EAGAN, Minn. – The Vikings added to their linebacker corps last weekend with the selection of Oregon's Troy Dye in the fourth round.
Dye, whom Minnesota drafted from the 132nd overall spot, started 13 games for the Ducks last season. He recorded 84 tackles with 9.5 tackles for loss, 2.5 sacks, two interceptions and two forced fumbles en route to First-Team All-Pac-12 honors.
Dye is the only player in Oregon history to lead the team in tackles for four consecutive seasons. He finished third in program history in career tackles (397) and tied for fourth in tackles for loss (44.0).
Here are five things to know about the Vikings new linebacker:
1. Rose Bowl champs
Dye helped Oregon defeat Wisconsin 28-27 on New Year's Day, giving the Ducks a Rose Bowl title to go along with their Pac-12 championship.
Quarterback Justin Herbert, whom the Chargers drafted sixth overall, ran for three scores in the gritty game.
Dye recorded nine tackles a year after helping the Ducks win the Redbox Bowl and deciding to return to Oregon for his senior season.
"Every ounce of sweat, blood, tears – all the stadium workouts – every piece of it was worth it," Dye said after the win. "We're Pac-12 champs, Rose Bowl champs. I'm just proud of the boys."
2. Duck, Duck … Gray Duck?
Dye is the fourth Oregon player drafted by the Vikings in franchise history.
He will be reunited with former Ducks teammate Dillon Mitchell, whom the Vikings drafted 239th overall in 2019. Mitchell, who lived with Dye when the two attended Oregon together, spent last season on Minnesota's practice squad.
The Vikings tabbed the other two Oregon products in 2003.
Wide receiver Keenan Howry also was a seventh-round selection (221st overall). He went on to play 49 games for Minnesota as a special teams contributor. Howry returned 49 punts for 358 yards and 14 kickoffs for 316 yards.
Minnesota that year also tabbed running back Onterrio Smith 105th overall. Smith played two seasons for the Vikings, totaling 231 carries for 1,123 yards and seven touchdowns on the ground.

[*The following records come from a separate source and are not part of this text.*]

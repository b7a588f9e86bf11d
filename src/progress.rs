//! Progress reporting utilities using indicatif.
//!
//! This module provides the [`ProgressCallback`] trait the engine reports
//! through, and [`Progress`], which renders one terminal bar per stage.
//!
//! Stages are reported by name: `"probe"` (metadata and size buckets),
//! `"partial"` (prefix signatures) and `"full"` (full signatures). The
//! baseline strategy only runs `"full"`.

use std::sync::{Mutex, MutexGuard, PoisonError};

use indicatif::{MultiProgress, ProgressBar, ProgressStyle};

/// Progress callback for detection stages.
///
/// Implement this trait to receive progress updates during a scan.
/// Calls arrive from worker threads, in no particular order within a stage.
pub trait ProgressCallback: Send + Sync {
    /// Called when a stage starts.
    ///
    /// # Arguments
    ///
    /// * `phase` - Name of the stage (`"probe"`, `"partial"`, `"full"`)
    /// * `total` - Total number of files the stage will process
    fn on_phase_start(&self, phase: &str, total: usize);

    /// Called for each file picked up by a worker.
    ///
    /// # Arguments
    ///
    /// * `current` - Number of files started so far in this stage (1-based)
    /// * `path` - Path being processed
    fn on_progress(&self, current: usize, path: &str);

    /// Called when a full signature has been computed, with the bytes read.
    fn on_item_completed(&self, _bytes: u64) {}

    /// Called when a stage completes.
    fn on_phase_end(&self, phase: &str);
}

/// Progress reporter using indicatif.
pub struct Progress {
    multi: MultiProgress,
    active: Mutex<Option<(String, ProgressBar)>>,
    quiet: bool,
}

impl Progress {
    /// Create a new progress reporter.
    ///
    /// # Arguments
    ///
    /// * `quiet` - If true, no progress bars will be displayed.
    ///
    /// # Examples
    ///
    /// ```
    /// use dupfind::progress::Progress;
    ///
    /// let progress = Progress::new(false);
    /// ```
    #[must_use]
    pub fn new(quiet: bool) -> Self {
        Self {
            multi: MultiProgress::new(),
            active: Mutex::new(None),
            quiet,
        }
    }

    fn active(&self) -> MutexGuard<'_, Option<(String, ProgressBar)>> {
        self.active.lock().unwrap_or_else(PoisonError::into_inner)
    }

    fn style_for(phase: &str) -> ProgressStyle {
        let template = match phase {
            "full" => "[{elapsed_precise}] [{bar:40.green/blue}] {pos}/{len} ({percent}%) {msg} (ETA: {eta})",
            _ => "[{elapsed_precise}] [{bar:40.cyan/blue}] {pos}/{len} ({percent}%) {msg}",
        };
        ProgressStyle::with_template(template)
            .unwrap_or_else(|_| ProgressStyle::default_bar())
            .progress_chars("█>-")
    }
}

/// Human-facing label for a stage name.
fn phase_label(phase: &str) -> &str {
    match phase {
        "probe" => "Reading metadata",
        "partial" => "Hashing prefixes",
        "full" => "Full hashing",
        other => other,
    }
}

impl ProgressCallback for Progress {
    fn on_phase_start(&self, phase: &str, total: usize) {
        if self.quiet {
            return;
        }

        let pb = self.multi.add(ProgressBar::new(total as u64));
        pb.set_style(Self::style_for(phase));
        pb.set_message(phase_label(phase).to_string());
        *self.active() = Some((phase.to_string(), pb));
    }

    fn on_progress(&self, current: usize, path: &str) {
        if self.quiet {
            return;
        }

        if let Some((phase, pb)) = self.active().as_ref() {
            pb.set_position(current as u64);
            pb.set_message(format!("{}: {}", phase_label(phase), truncate_path(path, 30)));
        }
    }

    fn on_phase_end(&self, phase: &str) {
        if self.quiet {
            return;
        }

        let mut active = self.active();
        if active.as_ref().is_some_and(|(name, _)| name == phase) {
            if let Some((_, pb)) = active.take() {
                pb.finish_with_message(format!("{} complete", phase_label(phase)));
            }
        }
    }
}

/// Truncate a path for display in the progress bar.
fn truncate_path(path: &str, max_len: usize) -> String {
    if path.len() <= max_len {
        return path.to_string();
    }

    let file_name = std::path::Path::new(path)
        .file_name()
        .map(|n| n.to_string_lossy().to_string())
        .unwrap_or_default();

    if file_name.chars().count() >= max_len {
        let tail: String = file_name
            .chars()
            .rev()
            .take(max_len - 3)
            .collect::<Vec<_>>()
            .into_iter()
            .rev()
            .collect();
        return format!("...{}", tail);
    }

    format!(".../{}", file_name)
}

Vikings Ring of Honor member Ahmad Rashad also was a standout for the Ducks before being drafted fourth overall by the St. Louis Cardinals in 1972. He joined the Vikings in 1976 and played in Purple through 1982.
"He is a big playmaker," Rashad told Vikings.com of Dye. "Always around the ball, always making big plays! Smart and very efficient – and most importantly, a former Duck!"
View photos of Vikings new fourth round draft pick Oregon LB Troy Dye.
3. Family and football
Dye and his girlfriend, Kenzie Dunmore, an All-American sprinter at Oregon, welcomed a baby boy on April 7. Dunmore was on the 2017 4x400 relay team that won the NCAA title with a school-record time of 3:23.13.
When asked by a reporter via video conference about the ways his life would change after being drafted, Dye said that life "life has changed already" with the arrival of his son.
"We've been doing that whole new parent thing, and we've been having a great time with it, getting our sleeping schedules down. Life is changing," Dye said. "This whole month has been a new adventure, and I'm looking forward to it because that's what life is about – new adventures and new journeys."
4. Shares high school alma mater with former Viking
Dye hails from Norco, California, a suburb of Los Angeles.
He attended Norco High School, where he was rated as a three-star safety by ESPN, Rivals and 247Sports. As a senior, he led the team with 105 tackles, 11.5 tackles for loss and four interceptions in 11 games.
Other notable Norco alumni include former Vikings running back Toby Gerhart, who played for Minnesota from 2010-13 before spending two seasons with Jacksonville.
5. Looking up to LBs
Dye is a big fan of two fellow California natives who now will share a position room with him, Vikings linebackers Anthony Barr and Eric Kendricks.
While Kendricks is from Fresno, nearly 300 miles from Norco, Barr's hometown of San Pedro is just under 60 miles from where Dye grew up.
"Now that I'm [Barr's] teammate, I'm going to be able to pick his brain and really get to know what he does and why he does it," Dye told Twin Cities media members via video conference. "The thing that stands out to me is he's a big, long athletic guy that's able to cover space really well, [and] he understands the game."
Including the 2020 draft picks and UDFAs, Minnesota's roster – which stands at 87 players currently – contains 10 California natives.